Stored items
%%

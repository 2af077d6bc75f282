//! Timeout-bounded HTTP GET.
//!
//! Each fetch races the transport against a deadline and the run's
//! cancellation token. Whichever settles first decides the outcome; the
//! losing futures are dropped when the race returns.

use std::sync::Arc;
use std::time::{Duration, Instant};

use async_trait::async_trait;
use bytes::Bytes;
use http::HeaderMap;
use thiserror::Error;
use tokio::time::sleep;
use tokio_util::sync::CancellationToken;
use url::Url;

use super::config::RuntimeConfig;

/// Contract that abstracts the HTTP transport used by add-ons.
///
/// Implementations are expected to apply the shared cookie store and decode
/// compressed bodies before returning.
#[async_trait]
pub trait HttpTransport: Send + Sync {
    async fn get(&self, url: &Url) -> Result<FetchResponse, TransportError>;
}

#[derive(Debug, Error)]
pub enum TransportError {
    #[error("http transport error: {0}")]
    Transport(String),
}

/// Fully read response returned to add-ons.
#[derive(Debug, Clone)]
pub struct FetchResponse {
    pub status: u16,
    pub headers: HeaderMap,
    pub body: Bytes,
    pub url: Url,
}

impl FetchResponse {
    pub fn is_success(&self) -> bool {
        (200..300).contains(&self.status)
    }

    /// Body decoded as UTF-8, replacing invalid sequences.
    pub fn text(&self) -> String {
        String::from_utf8_lossy(&self.body).into_owned()
    }
}

/// Target URL plus an optional per-request timeout.
#[derive(Debug, Clone, PartialEq, Eq)]
pub struct FetchRequest {
    pub url: String,
    pub timeout_ms: Option<u64>,
}

impl FetchRequest {
    pub fn new(url: impl Into<String>) -> Self {
        Self {
            url: url.into(),
            timeout_ms: None,
        }
    }

    pub fn with_timeout_ms(mut self, timeout_ms: u64) -> Self {
        self.timeout_ms = Some(timeout_ms);
        self
    }
}

pub type FetchResult<T> = Result<T, FetchError>;

#[derive(Debug, Error)]
pub enum FetchError {
    #[error("invalid url '{url}': {source}")]
    InvalidUrl {
        url: String,
        #[source]
        source: url::ParseError,
    },
    #[error("network error: {0}")]
    Network(#[from] TransportError),
    #[error("request to {url} timed out after {}ms", .timeout.as_millis())]
    Timeout { url: Url, timeout: Duration },
    #[error("request cancelled")]
    Cancelled,
}

impl FetchError {
    pub fn is_timeout(&self) -> bool {
        matches!(self, FetchError::Timeout { .. })
    }
}

/// Issues GETs through the shared transport, bounded by a deadline.
#[derive(Clone)]
pub struct TimedFetcher {
    transport: Arc<dyn HttpTransport>,
    default_timeout: Duration,
    cancel: CancellationToken,
}

impl TimedFetcher {
    pub fn new(transport: Arc<dyn HttpTransport>, config: &RuntimeConfig) -> Self {
        Self {
            transport,
            default_timeout: config.default_timeout(),
            cancel: CancellationToken::new(),
        }
    }

    pub fn with_cancellation(mut self, token: CancellationToken) -> Self {
        self.cancel = token;
        self
    }

    pub fn default_timeout(&self) -> Duration {
        self.default_timeout
    }

    /// Deadline that applies to `request`.
    pub fn timeout_for(&self, request: &FetchRequest) -> Duration {
        request
            .timeout_ms
            .map(Duration::from_millis)
            .unwrap_or(self.default_timeout)
    }

    pub async fn get(&self, url: &str) -> FetchResult<FetchResponse> {
        self.fetch(FetchRequest::new(url)).await
    }

    /// Performs the request. Polling order is cancellation, then request,
    /// then timer, so a request that is ready wins over an expired timer.
    pub async fn fetch(&self, request: FetchRequest) -> FetchResult<FetchResponse> {
        let url = Url::parse(&request.url).map_err(|source| FetchError::InvalidUrl {
            url: request.url.clone(),
            source,
        })?;
        let timeout = self.timeout_for(&request);

        if self.cancel.is_cancelled() {
            return Err(FetchError::Cancelled);
        }

        log::debug!("-> GET {url} (timeout {}ms)", timeout.as_millis());
        let started = Instant::now();

        let outcome = tokio::select! {
            biased;
            _ = self.cancel.cancelled() => Err(FetchError::Cancelled),
            result = self.transport.get(&url) => result.map_err(FetchError::from),
            _ = sleep(timeout) => Err(FetchError::Timeout { url: url.clone(), timeout }),
        };

        match &outcome {
            Ok(response) => log::debug!(
                "<- {} {} ({:.2}s)",
                response.status,
                response.url,
                started.elapsed().as_secs_f64()
            ),
            Err(FetchError::Timeout { .. }) => {
                log::warn!("GET {url} timed out after {}ms", timeout.as_millis())
            }
            Err(err) => log::debug!("GET {url} failed: {err}"),
        }

        outcome
    }
}

impl std::fmt::Debug for TimedFetcher {
    fn fmt(&self, f: &mut std::fmt::Formatter<'_>) -> std::fmt::Result {
        f.debug_struct("TimedFetcher")
            .field("default_timeout", &self.default_timeout)
            .finish_non_exhaustive()
    }
}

%%

* Task objective: Using the exact wording, repeat all the entries.

* Response area:
repository 2af077d6bc75f282
//! Timeout-bounded HTTP GET.
//!
//! Each fetch races the transport against a deadline and the run's
//! cancellation token. Whichever settles first decides the outcome; the
//! losing futures are dropped when the race returns.

use std::sync::Arc;
use std::time::{Duration, Instant};

use async_trait::async_trait;
use bytes::Bytes;
use http::HeaderMap;
use thiserror::Error;
use tokio::time::sleep;
use tokio_util::sync::CancellationToken;
use url::Url;

use super::config::RuntimeConfig;

/// Contract that abstracts the HTTP transport used by add-ons.
///
/// Implementations are expected to apply the shared cookie store and decode
/// compressed bodies before returning.
#[async_trait]
pub trait HttpTransport: Send + Sync {
    async fn get(&self, url: &Url) -> Result<FetchResponse, TransportError>;
}

#[derive(Debug, Error)]
pub enum TransportError {
    #[error("http transport error: {0}")]
    Transport(String),
}

/// Fully read response returned to add-ons.
#[derive(Debug, Clone)]
pub struct FetchResponse {
    pub status: u16,
    pub headers: HeaderMap,
    pub body: Bytes,
    pub url: Url,
}

impl FetchResponse {
    pub fn is_success(&self) -> bool {
        (200..300).contains(&self.status)
    }

    /// Body decoded as UTF-8, replacing invalid sequences.
    pub fn text(&self) -> String {
        String::from_utf8_lossy(&self.body).into_owned()
    }
}

/// Target URL plus an optional per-request timeout.
#[derive(Debug, Clone, PartialEq, Eq)]
pub struct FetchRequest {
    pub url: String,
    pub timeout_ms: Option<u64>,
}

impl FetchRequest {
    pub fn new(url: impl Into<String>) -> Self {
        Self {
            url: url.into(),
            timeout_ms: None,
        }
    }

    pub fn with_timeout_ms(mut self, timeout_ms: u64) -> Self {
        self.timeout_ms = Some(timeout_ms);
        self
    }
}

pub type FetchResult<T> = Result<T, FetchError>;

#[derive(Debug, Error)]
pub enum FetchError {
    #[error("invalid url '{url}': {source}")]
    InvalidUrl {
        url: String,
        #[source]
        source: url::ParseError,
    },
    #[error("network error: {0}")]
    Network(#[from] TransportError),
    #[error("request to {url} timed out after {}ms", .timeout.as_millis())]
    Timeout { url: Url, timeout: Duration },
    #[error("request cancelled")]
    Cancelled,
}

impl FetchError {
    pub fn is_timeout(&self) -> bool {
        matches!(self, FetchError::Timeout { .. })
    }
}

/// Issues GETs through the shared transport, bounded by a deadline.
#[derive(Clone)]
pub struct TimedFetcher {
    transport: Arc<dyn HttpTransport>,
    default_timeout: Duration,
    cancel: CancellationToken,
}

impl TimedFetcher {
    pub fn new(transport: Arc<dyn HttpTransport>, config: &RuntimeConfig) -> Self {
        Self {
            transport,
            default_timeout: config.default_timeout(),
            cancel: CancellationToken::new(),
        }
    }

    pub fn with_cancellation(mut self, token: CancellationToken) -> Self {
        self.cancel = token;
        self
    }

    pub fn default_timeout(&self) -> Duration {
        self.default_timeout
    }

    /// Deadline that applies to `request`.
    pub fn timeout_for(&self, request: &FetchRequest) -> Duration {
        request
            .timeout_ms
            .map(Duration::from_millis)
            .unwrap_or(self.default_timeout)
    }

    pub async fn get(&self, url: &str) -> FetchResult<FetchResponse> {
        self.fetch(FetchRequest::new(url)).await
    }

    /// Performs the request. Polling order is cancellation, then request,
    /// then timer, so a request that is ready wins over an expired timer.
    pub async fn fetch(&self, request: FetchRequest) -> FetchResult<FetchResponse> {
        let url = Url::parse(&request.url).map_err(|source| FetchError::InvalidUrl {
            url: request.url.clone(),
            source,
        })?;
        let timeout = self.timeout_for(&request);

        if self.cancel.is_cancelled() {
            return Err(FetchError::Cancelled);
        }

        log::debug!("-> GET {url} (timeout {}ms)", timeout.as_millis());
        let started = Instant::now();

        let outcome = tokio::select! {
            biased;
            _ = self.cancel.cancelled() => Err(FetchError::Cancelled),
            result = self.transport.get(&url) => result.map_err(FetchError::from),
            _ = sleep(timeout) => Err(FetchError::Timeout { url: url.clone(), timeout }),
        };

        match &outcome {
            Ok(response) => log::debug!(
                "<- {} {} ({:.2}s)",
                response.status,
                response.url,
                started.elapsed().as_secs_f64()
            ),
            Err(FetchError::Timeout { .. }) => {
                log::warn!("GET {url} timed out after {}ms", timeout.as_millis())
            }
            Err(err) => log::debug!("GET {url} failed: {err}"),
        }

        outcome
    }
}

impl std::fmt::Debug for TimedFetcher {
    fn fmt(&self, f: &mut std::fmt::Formatter<'_>) -> std::fmt::Result {
        f.debug_struct("TimedFetcher")
            .field("default_timeout", &self.default_timeout)
            .finish_non_exhaustive()
    }
}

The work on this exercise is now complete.